▶ [YOUR OBJECTIVE]:
The entries that follow need to be returned without any alteration.

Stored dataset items
Content starts
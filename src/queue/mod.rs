//! Work queue abstraction for recurring jobs.
//!
//! A queue fires each recurring job on its interval and delivers every
//! firing once to each consumer group. [`LocalQueue`] is the in-process
//! implementation.

mod local;

pub use local::*;

use async_trait::async_trait;
use std::sync::Arc;
use std::time::Duration;
use thiserror::Error;

/// Queue error types.
#[derive(Error, Debug)]
pub enum QueueError {
    #[error("invalid job options: {0}")]
    InvalidOptions(String),
}

/// Error returned by a job handler.
pub type JobError = Box<dyn std::error::Error + Send + Sync>;

/// Options for one recurring job.
#[derive(Debug, Clone, PartialEq, Eq)]
pub struct RecurringOptions {
    /// Scheduling under an existing id replaces that job.
    pub job_id: String,
    pub interval: Duration,
    /// Delay before the first firing.
    pub start_delay: Duration,
}

#[derive(Debug, Clone, PartialEq, Eq)]
pub struct ConsumeOptions {
    pub consumer_group: String,
    /// Extra attempts after a failed handler call.
    pub max_retries: u32,
    /// Firings processed at once by this consumer.
    pub concurrency: usize,
}

/// A currently registered recurring job.
#[derive(Debug, Clone, PartialEq, Eq)]
pub struct RecurringJobInfo {
    pub job_id: String,
    pub interval: Duration,
}

/// Processes one firing of a job.
#[async_trait]
pub trait JobHandler<P>: Send + Sync {
    async fn handle(&self, payload: P) -> Result<(), JobError>;
}

#[async_trait]
pub trait WorkQueue<P>: Send + Sync
where
    P: Send + 'static,
{
    /// Register (or replace) a recurring job and return its id.
    async fn schedule_recurring(&self, payload: P, options: RecurringOptions) -> Result<String, QueueError>;

    /// Attach a handler to a consumer group.
    async fn consume(&self, handler: Arc<dyn JobHandler<P>>, options: ConsumeOptions) -> Result<(), QueueError>;

    async fn list_recurring_jobs(&self) -> Result<Vec<RecurringJobInfo>, QueueError>;

    /// Cancel a recurring job. Returns whether a job was registered under the id.
    async fn cancel_recurring(&self, job_id: &str) -> Result<bool, QueueError>;
}
//! Per-field aggregated results.

use std::collections::BTreeMap;

use serde::{Deserialize, Serialize};

use super::merge::*;

/// Field name to summary state, one entry per statistic a probe reports.
///
/// Backed by a `BTreeMap` so serialization order is stable.
#[derive(Debug, Clone, Default, PartialEq, Serialize, Deserialize)]
#[serde(transparent)]
pub struct AggregatedResult(BTreeMap<String, SummaryState>);

impl AggregatedResult {
    pub fn new() -> Self {
        Self::default()
    }

    pub fn get(&self, field: &str) -> Option<&SummaryState> {
        self.0.get(field)
    }

    pub fn insert(&mut self, field: impl Into<String>, state: SummaryState) {
        self.0.insert(field.into(), state);
    }

    pub fn is_empty(&self) -> bool {
        self.0.is_empty()
    }

    pub fn len(&self) -> usize {
        self.0.len()
    }

    pub fn iter(&self) -> impl Iterator<Item = (&String, &SummaryState)> {
        self.0.iter()
    }

    pub fn observe_average(&mut self, field: &str, value: Option<f64>) {
        let Some(value) = value else { return };
        match self.0.get(field) {
            None => self.insert(field, SummaryState::Average(merge_average(None, Some(value)))),
            Some(SummaryState::Average(s)) => {
                let next = merge_average(Some(s), Some(value));
                self.insert(field, SummaryState::Average(next));
            }
            Some(other) => warn_kind(field, other.kind(), SummaryKind::Average),
        }
    }

    pub fn observe_rate(&mut self, field: &str, success: Option<bool>) {
        let Some(success) = success else { return };
        match self.0.get(field) {
            None => self.insert(field, SummaryState::Rate(merge_rate(None, Some(success)))),
            Some(SummaryState::Rate(s)) => {
                let next = merge_rate(Some(s), Some(success));
                self.insert(field, SummaryState::Rate(next));
            }
            Some(other) => warn_kind(field, other.kind(), SummaryKind::Rate),
        }
    }

    pub fn observe_count(&mut self, field: &str, delta: Option<u64>) {
        let Some(delta) = delta else { return };
        match self.0.get(field) {
            None => self.insert(field, SummaryState::Counter(merge_counter(None, Some(delta)))),
            Some(SummaryState::Counter(s)) => {
                let next = merge_counter(Some(s), Some(delta));
                self.insert(field, SummaryState::Counter(next));
            }
            Some(other) => warn_kind(field, other.kind(), SummaryKind::Counter),
        }
    }

    pub fn observe_flag(&mut self, field: &str, flag: Option<bool>) {
        self.observe_count(field, flag.map(u64::from));
    }

    pub fn observe_min_max(&mut self, field: &str, value: Option<f64>) {
        let Some(value) = value else { return };
        match self.0.get(field) {
            None => self.insert(field, SummaryState::MinMax(merge_min_max(None, Some(value)))),
            Some(SummaryState::MinMax(s)) => {
                let next = merge_min_max(Some(s), Some(value));
                self.insert(field, SummaryState::MinMax(next));
            }
            Some(other) => warn_kind(field, other.kind(), SummaryKind::MinMax),
        }
    }
}

/// Merge two aggregated results field by field.
///
/// Fields present on one side only are carried over. A field whose kinds
/// disagree keeps the left-hand state.
pub fn merge_aggregated_results(
    a: Option<&AggregatedResult>,
    b: Option<&AggregatedResult>,
) -> Option<AggregatedResult> {
    match (a, b) {
        (None, None) => None,
        (Some(r), None) | (None, Some(r)) => Some(r.clone()),
        (Some(a), Some(b)) => {
            let mut merged = a.clone();
            for (field, incoming) in b.iter() {
                match merge_states(incoming.kind(), a.get(field), Some(incoming)) {
                    Ok(state) => merged.insert(field.clone(), state),
                    Err(e) => tracing::warn!("Aggregation: skipping field {}: {}", field, e),
                }
            }
            Some(merged)
        }
    }
}

fn warn_kind(field: &str, have: SummaryKind, want: SummaryKind) {
    tracing::warn!(
        "Aggregation: field {} holds a {} state, ignoring {} observation",
        field,
        have,
        want
    );
}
Content ends
▶ [REPLY TO THE TASK]:
filename src/queue/mod.rs
//! Work queue abstraction for recurring jobs.
//!
//! A queue fires each recurring job on its interval and delivers every
//! firing once to each consumer group. [`LocalQueue`] is the in-process
//! implementation.

mod local;

pub use local::*;

use async_trait::async_trait;
use std::sync::Arc;
use std::time::Duration;
use thiserror::Error;

/// Queue error types.
#[derive(Error, Debug)]
pub enum QueueError {
    #[error("invalid job options: {0}")]
    InvalidOptions(String),
}

/// Error returned by a job handler.
pub type JobError = Box<dyn std::error::Error + Send + Sync>;

/// Options for one recurring job.
#[derive(Debug, Clone, PartialEq, Eq)]
pub struct RecurringOptions {
    /// Scheduling under an existing id replaces that job.
    pub job_id: String,
    pub interval: Duration,
    /// Delay before the first firing.
    pub start_delay: Duration,
}

#[derive(Debug, Clone, PartialEq, Eq)]
pub struct ConsumeOptions {
    pub consumer_group: String,
    /// Extra attempts after a failed handler call.
    pub max_retries: u32,
    /// Firings processed at once by this consumer.
    pub concurrency: usize,
}

/// A currently registered recurring job.
#[derive(Debug, Clone, PartialEq, Eq)]
pub struct RecurringJobInfo {
    pub job_id: String,
    pub interval: Duration,
}

/// Processes one firing of a job.
#[async_trait]
pub trait JobHandler<P>: Send + Sync {
    async fn handle(&self, payload: P) -> Result<(), JobError>;
}

#[async_trait]
pub trait WorkQueue<P>: Send + Sync
where
    P: Send + 'static,
{
    /// Register (or replace) a recurring job and return its id.
    async fn schedule_recurring(&self, payload: P, options: RecurringOptions) -> Result<String, QueueError>;

    /// Attach a handler to a consumer group.
    async fn consume(&self, handler: Arc<dyn JobHandler<P>>, options: ConsumeOptions) -> Result<(), QueueError>;

    async fn list_recurring_jobs(&self) -> Result<Vec<RecurringJobInfo>, QueueError>;

    /// Cancel a recurring job. Returns whether a job was registered under the id.
    async fn cancel_recurring(&self, job_id: &str) -> Result<bool, QueueError>;
}
//! Per-field aggregated results.

use std::collections::BTreeMap;

use serde::{Deserialize, Serialize};

use super::merge::*;

/// Field name to summary state, one entry per statistic a probe reports.
///
/// Backed by a `BTreeMap` so serialization order is stable.
#[derive(Debug, Clone, Default, PartialEq, Serialize, Deserialize)]
#[serde(transparent)]
pub struct AggregatedResult(BTreeMap<String, SummaryState>);

impl AggregatedResult {
    pub fn new() -> Self {
        Self::default()
    }

    pub fn get(&self, field: &str) -> Option<&SummaryState> {
        self.0.get(field)
    }

    pub fn insert(&mut self, field: impl Into<String>, state: SummaryState) {
        self.0.insert(field.into(), state);
    }

    pub fn is_empty(&self) -> bool {
        self.0.is_empty()
    }

    pub fn len(&self) -> usize {
        self.0.len()
    }

    pub fn iter(&self) -> impl Iterator<Item = (&String, &SummaryState)> {
        self.0.iter()
    }

    pub fn observe_average(&mut self, field: &str, value: Option<f64>) {
        let Some(value) = value else { return };
        match self.0.get(field) {
            None => self.insert(field, SummaryState::Average(merge_average(None, Some(value)))),
            Some(SummaryState::Average(s)) => {
                let next = merge_average(Some(s), Some(value));
                self.insert(field, SummaryState::Average(next));
            }
            Some(other) => warn_kind(field, other.kind(), SummaryKind::Average),
        }
    }

    pub fn observe_rate(&mut self, field: &str, success: Option<bool>) {
        let Some(success) = success else { return };
        match self.0.get(field) {
            None => self.insert(field, SummaryState::Rate(merge_rate(None, Some(success)))),
            Some(SummaryState::Rate(s)) => {
                let next = merge_rate(Some(s), Some(success));
                self.insert(field, SummaryState::Rate(next));
            }
            Some(other) => warn_kind(field, other.kind(), SummaryKind::Rate),
        }
    }

    pub fn observe_count(&mut self, field: &str, delta: Option<u64>) {
        let Some(delta) = delta else { return };
        match self.0.get(field) {
            None => self.insert(field, SummaryState::Counter(merge_counter(None, Some(delta)))),
            Some(SummaryState::Counter(s)) => {
                let next = merge_counter(Some(s), Some(delta));
                self.insert(field, SummaryState::Counter(next));
            }
            Some(other) => warn_kind(field, other.kind(), SummaryKind::Counter),
        }
    }

    pub fn observe_flag(&mut self, field: &str, flag: Option<bool>) {
        self.observe_count(field, flag.map(u64::from));
    }

    pub fn observe_min_max(&mut self, field: &str, value: Option<f64>) {
        let Some(value) = value else { return };
        match self.0.get(field) {
            None => self.insert(field, SummaryState::MinMax(merge_min_max(None, Some(value)))),
            Some(SummaryState::MinMax(s)) => {
                let next = merge_min_max(Some(s), Some(value));
                self.insert(field, SummaryState::MinMax(next));
            }
            Some(other) => warn_kind(field, other.kind(), SummaryKind::MinMax),
        }
    }
}

/// Merge two aggregated results field by field.
///
/// Fields present on one side only are carried over. A field whose kinds
/// disagree keeps the left-hand state.
pub fn merge_aggregated_results(
    a: Option<&AggregatedResult>,
    b: Option<&AggregatedResult>,
) -> Option<AggregatedResult> {
    match (a, b) {
        (None, None) => None,
        (Some(r), None) | (None, Some(r)) => Some(r.clone()),
        (Some(a), Some(b)) => {
            let mut merged = a.clone();
            for (field, incoming) in b.iter() {
                match merge_states(incoming.kind(), a.get(field), Some(incoming)) {
                    Ok(state) => merged.insert(field.clone(), state),
                    Err(e) => tracing::warn!("Aggregation: skipping field {}: {}", field, e),
                }
            }
            Some(merged)
        }
    }
}

fn warn_kind(field: &str, have: SummaryKind, want: SummaryKind) {
    tracing::warn!(
        "Aggregation: field {} holds a {} state, ignoring {} observation",
        field,
        have,
        want
    );
}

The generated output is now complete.